The only thing I notice, because I'm trained to look for it, is some slight aliasing around some high-contrast edges. Granted, this is also a monitor viewed from only around 30" away, I'm sitting closer than is recommended, and most users might not even see it, or notice, or care. The aliasing is caused by the fact that the two pixels of the image aren't actually right next to each other like my eyes are telling me they are. The aliasing is not nearly as bad as, say, a video game with no AA turned on. I can tell the difference in AA levels even when playing games in 3D, which should tell you something, since it's still pixel-for-pixel and I can see the difference. Definitely not half-resolution, or else it would look a LOT worse.

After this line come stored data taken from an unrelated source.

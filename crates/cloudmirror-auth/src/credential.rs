//! Token-file backed credential provider

use async_trait::async_trait;
use chrono::Duration;
use tracing::{info, instrument, warn};

use cloudmirror_core::domain::FatalAuthError;
use cloudmirror_core::ports::{Credential, CredentialProvider, Tokens};

use crate::pkce::PKCEFlow;
use crate::provider::OAuth2Config;
use crate::token_store::TokenFile;

/// Tokens expiring sooner than this are refreshed before use
pub const REFRESH_MARGIN_MINUTES: i64 = 5;

/// Serves credentials from a token file, refreshing them when close to expiry
pub struct FileCredentialProvider {
    oauth: OAuth2Config,
    store: TokenFile,
}

impl FileCredentialProvider {
    pub fn new(oauth: OAuth2Config, store: TokenFile) -> Self {
        Self { oauth, store }
    }

    pub fn store(&self) -> &TokenFile {
        &self.store
    }

    fn store_error(&self, source: impl Into<anyhow::Error>) -> FatalAuthError {
        FatalAuthError::TokenStore {
            provider: self.oauth.provider.clone(),
            source: source.into(),
        }
    }

    async fn refresh(&self, refresh_token: &str) -> Result<Tokens, FatalAuthError> {
        let refresh_err = |source: anyhow::Error| FatalAuthError::Refresh {
            provider: self.oauth.provider.clone(),
            source,
        };
        let flow = PKCEFlow::new(&self.oauth).map_err(refresh_err)?;
        let tokens = flow
            .refresh_token(refresh_token)
            .await
            .map_err(refresh_err)?;

        self.store.save(&tokens).map_err(|e| self.store_error(e))?;
        info!(provider = %self.oauth.provider, expires_at = %tokens.expires_at, "Refreshed access token");
        Ok(tokens)
    }
}

#[async_trait]
impl CredentialProvider for FileCredentialProvider {
    fn provider(&self) -> &str {
        &self.oauth.provider
    }

    #[instrument(skip(self), fields(provider = %self.oauth.provider))]
    async fn credential(&self) -> Result<Credential, FatalAuthError> {
        let tokens = self
            .store
            .load()
            .map_err(|e| self.store_error(e))?
            .ok_or_else(|| FatalAuthError::NotLoggedIn {
                provider: self.oauth.provider.clone(),
                path: self.store.path().to_path_buf(),
            })?;

        if !tokens.expires_within(Duration::minutes(REFRESH_MARGIN_MINUTES)) {
            return Ok(Credential::from(&tokens));
        }

        match tokens.refresh_token.as_deref() {
            Some(refresh_token) => {
                let refreshed = self.refresh(refresh_token).await?;
                Ok(Credential::from(&refreshed))
            }
            None if tokens.is_expired() => Err(FatalAuthError::Expired {
                provider: self.oauth.provider.clone(),
            }),
            None => {
                warn!(expires_at = %tokens.expires_at, "Access token is about to expire and cannot be refreshed");
                Ok(Credential::from(&tokens))
            }
        }
    }
}
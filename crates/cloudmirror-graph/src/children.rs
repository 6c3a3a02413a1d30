//! Folder listings over the Graph children endpoint
//!
//! `GET /me/drive/items/{id}/children` returns up to 1000 items per page
//! and an absolute `@odata.nextLink` URL while more pages remain. The link
//! is passed back verbatim as the page cursor.
//!
//! An item carrying a `folder` facet is a folder; everything else,
//! including OneNote packages and other facet-less items, is treated as a
//! file.

use std::time::Duration;

use reqwest::Method;
use serde::Deserialize;
use tracing::debug;

use cloudmirror_core::domain::{ListPage, RemoteEntry, DEFAULT_CONTENT_TYPE};

use crate::client::GraphClient;
use crate::{check_status, GraphError};

/// Largest page size the children endpoint accepts
pub const PAGE_SIZE: u32 = 1000;

/// Bound on one listing request, connection through body
pub const LIST_TIMEOUT: Duration = Duration::from_secs(60);

// ============================================================================
// Microsoft Graph API response types (JSON deserialization)
// ============================================================================

/// One page of `GET /me/drive/items/{id}/children`
#[derive(Debug, Deserialize)]
struct GraphChildrenResponse {
    #[serde(default)]
    value: Vec<GraphDriveItem>,

    /// URL for the next page of results (present when more pages exist)
    #[serde(rename = "@odata.nextLink")]
    next_link: Option<String>,
}

/// The DriveItem fields the mirror needs
#[derive(Debug, Deserialize)]
struct GraphDriveItem {
    id: String,
    #[serde(default)]
    name: String,
    size: Option<u64>,
    file: Option<GraphFileFacet>,
    folder: Option<GraphFolderFacet>,
}

#[derive(Debug, Deserialize)]
#[serde(rename_all = "camelCase")]
struct GraphFileFacet {
    mime_type: Option<String>,
}

/// Presence alone marks a folder
#[derive(Debug, Deserialize)]
#[serde(rename_all = "camelCase")]
struct GraphFolderFacet {
    #[allow(dead_code)]
    child_count: Option<u64>,
}

impl From<GraphDriveItem> for RemoteEntry {
    fn from(item: GraphDriveItem) -> Self {
        if item.folder.is_some() {
            return RemoteEntry::folder(item.name, item.id);
        }

        let content_type = item
            .file
            .and_then(|f| f.mime_type)
            .filter(|m| !m.is_empty())
            .unwrap_or_else(|| DEFAULT_CONTENT_TYPE.to_string());

        RemoteEntry::file(item.name, item.id, item.size.unwrap_or(0), content_type)
    }
}

/// Relative path of the first children page of `folder_id`
pub fn children_path(folder_id: &str) -> String {
    format!("/me/drive/items/{folder_id}/children?$top={PAGE_SIZE}")
}

/// Fetches one page of children
///
/// # Arguments
///
/// * `client` - A reference to the authenticated [`GraphClient`]
/// * `folder_id` - Item id of the folder, or `root`
/// * `cursor` - `None` for the first page, otherwise the previous page's
///   `@odata.nextLink`
///
/// # Errors
///
/// Returns an error if the request fails, times out, the API returns a
/// non-success status, or the body is not a children collection.
pub async fn list_children_page(
    client: &GraphClient,
    folder_id: &str,
    cursor: Option<&str>,
) -> Result<ListPage<RemoteEntry>, GraphError> {
    let request = match cursor {
        Some(next_link) => client.request_url(Method::GET, next_link),
        None => client.request(Method::GET, &children_path(folder_id)),
    };

    let response = request.timeout(LIST_TIMEOUT).send().await?;
    let response = check_status(response).await?;
    let body = response.text().await?;
    let page: GraphChildrenResponse = serde_json::from_str(&body)
        .map_err(|e| GraphError::InvalidResponse(format!("children of {folder_id}: {e}")))?;

    let items: Vec<RemoteEntry> = page.value.into_iter().map(RemoteEntry::from).collect();
    debug!(
        folder_id,
        items = items.len(),
        has_next = page.next_link.is_some(),
        "Received children page"
    );

    Ok(ListPage {
        items,
        next_cursor: page.next_link,
    })
}
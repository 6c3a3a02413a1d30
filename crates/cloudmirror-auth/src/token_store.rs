//! Token files
//!
//! Each provider's tokens live in their own JSON file. Files are written
//! through a temporary sibling and renamed into place, and on Unix they
//! are only readable by their owner.

use std::fs;
use std::io::Write;
use std::path::{Path, PathBuf};

use thiserror::Error;
use tracing::{debug, info};

use cloudmirror_core::ports::Tokens;

#[derive(Debug, Error)]
pub enum TokenStoreError {
    #[error("failed to read token file {}", path.display())]
    Read {
        path: PathBuf,
        #[source]
        source: std::io::Error,
    },

    #[error("token file {} is not valid JSON", path.display())]
    Parse {
        path: PathBuf,
        #[source]
        source: serde_json::Error,
    },

    #[error("failed to write token file {}", path.display())]
    Write {
        path: PathBuf,
        #[source]
        source: std::io::Error,
    },

    #[error("failed to serialize tokens")]
    Serialize(#[from] serde_json::Error),
}

/// JSON token file for one provider
#[derive(Debug, Clone)]
pub struct TokenFile {
    path: PathBuf,
}

impl TokenFile {
    pub fn new(path: impl Into<PathBuf>) -> Self {
        Self { path: path.into() }
    }

    pub fn path(&self) -> &Path {
        &self.path
    }

    pub fn exists(&self) -> bool {
        self.path.exists()
    }

    /// Loads the stored tokens; `None` when no file exists
    pub fn load(&self) -> Result<Option<Tokens>, TokenStoreError> {
        let json = match fs::read_to_string(&self.path) {
            Ok(json) => json,
            Err(e) if e.kind() == std::io::ErrorKind::NotFound => {
                debug!(path = %self.path.display(), "No token file");
                return Ok(None);
            }
            Err(source) => {
                return Err(TokenStoreError::Read {
                    path: self.path.clone(),
                    source,
                })
            }
        };

        let tokens = serde_json::from_str(&json).map_err(|source| TokenStoreError::Parse {
            path: self.path.clone(),
            source,
        })?;
        Ok(Some(tokens))
    }

    /// Writes `tokens`, replacing any previous file
    pub fn save(&self, tokens: &Tokens) -> Result<(), TokenStoreError> {
        let json = serde_json::to_string_pretty(tokens)?;
        let write_err = |source| TokenStoreError::Write {
            path: self.path.clone(),
            source,
        };

        if let Some(parent) = self.path.parent() {
            fs::create_dir_all(parent).map_err(write_err)?;
        }

        let tmp = self.path.with_extension("json.tmp");
        {
            let mut file = open_private(&tmp).map_err(write_err)?;
            file.write_all(json.as_bytes()).map_err(write_err)?;
            file.sync_all().map_err(write_err)?;
        }
        fs::rename(&tmp, &self.path).map_err(write_err)?;

        debug!(path = %self.path.display(), "Saved tokens");
        Ok(())
    }

    /// Deletes the file; a missing file is not an error
    pub fn clear(&self) -> Result<(), TokenStoreError> {
        match fs::remove_file(&self.path) {
            Ok(()) => {
                info!(path = %self.path.display(), "Removed token file");
                Ok(())
            }
            Err(e) if e.kind() == std::io::ErrorKind::NotFound => Ok(()),
            Err(source) => Err(TokenStoreError::Write {
                path: self.path.clone(),
                source,
            }),
        }
    }
}

#[cfg(unix)]
fn open_private(path: &Path) -> std::io::Result<fs::File> {
    use std::os::unix::fs::{OpenOptionsExt, PermissionsExt};

    let file = fs::OpenOptions::new()
        .write(true)
        .create(true)
        .truncate(true)
        .mode(0o600)
        .open(path)?;
    // mode() only applies when the file is created
    file.set_permissions(fs::Permissions::from_mode(0o600))?;
    Ok(file)
}

#[cfg(not(unix))]
fn open_private(path: &Path) -> std::io::Result<fs::File> {
    fs::OpenOptions::new()
        .write(true)
        .create(true)
        .truncate(true)
        .open(path)
}
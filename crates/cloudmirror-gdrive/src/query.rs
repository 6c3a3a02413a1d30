//! Builders for the Drive `q` search parameter
//!
//! String literals in a query are single-quoted. Backslashes are escaped
//! before quotes so an escaped quote is never escaped twice.

use crate::FOLDER_MIME_TYPE;

/// Escapes a value for use inside a single-quoted query literal
pub fn escape(value: &str) -> String {
    value.replace('\\', "\\\\").replace('\'', "\\'")
}

/// Non-trashed folders named `name` directly under `parent_id`
pub fn folder_query(name: &str, parent_id: &str) -> String {
    format!(
        "mimeType='{FOLDER_MIME_TYPE}' and name='{}' and trashed=false and '{}' in parents",
        escape(name),
        escape(parent_id)
    )
}

/// Non-trashed, non-folder files named `name` directly under `parent_id`
pub fn file_query(name: &str, parent_id: &str) -> String {
    format!(
        "name='{}' and trashed=false and mimeType!='{FOLDER_MIME_TYPE}' and '{}' in parents",
        escape(name),
        escape(parent_id)
    )
}

/// Every non-trashed direct child of `parent_id`
pub fn children_query(parent_id: &str) -> String {
    format!("'{}' in parents and trashed=false", escape(parent_id))
}
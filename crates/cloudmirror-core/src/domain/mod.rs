//! Domain types
//!
//! - Listing entries produced by the source and destination sides
//! - The pagination shape shared by both sides
//! - Error types scoped to a branch, a task or the whole run

pub mod entry;
pub mod errors;

pub use entry::{
    DestinationEntry, EntryKind, ListPage, RemoteEntry, DEFAULT_CONTENT_TYPE, ROOT_ALIAS,
};
pub use errors::{FatalAuthError, FolderError, ListError, TransferError, TransferStage};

Let me put it this way: I can see the difference between a 1080p YouTube video in 3D, and a native 3D Blu-ray being played directly from the drive. The BD is absolutely clearer and sharper, just like it is on normal 2D content. If it were really half resolution, I shouldn't be able to see that much clarity in two different 1080p streams.
There's a big difference between what's "technically" happening and what your eyes actually see and how your brain interprets it.
As for the original topic, I would agree that SBS is better, when you're talking half-resolution videos like YouTube. The eye seems to key more off of vertical resolution than horizontal, and T/B images seem overall softer because of the loss of vertical resolution than SBS images. If you're talking full-frame images, where the original 1920x1080 images are stored in their entirety, then it doesn't make any difference.
Welcome to Rivendell, Mister Anderson.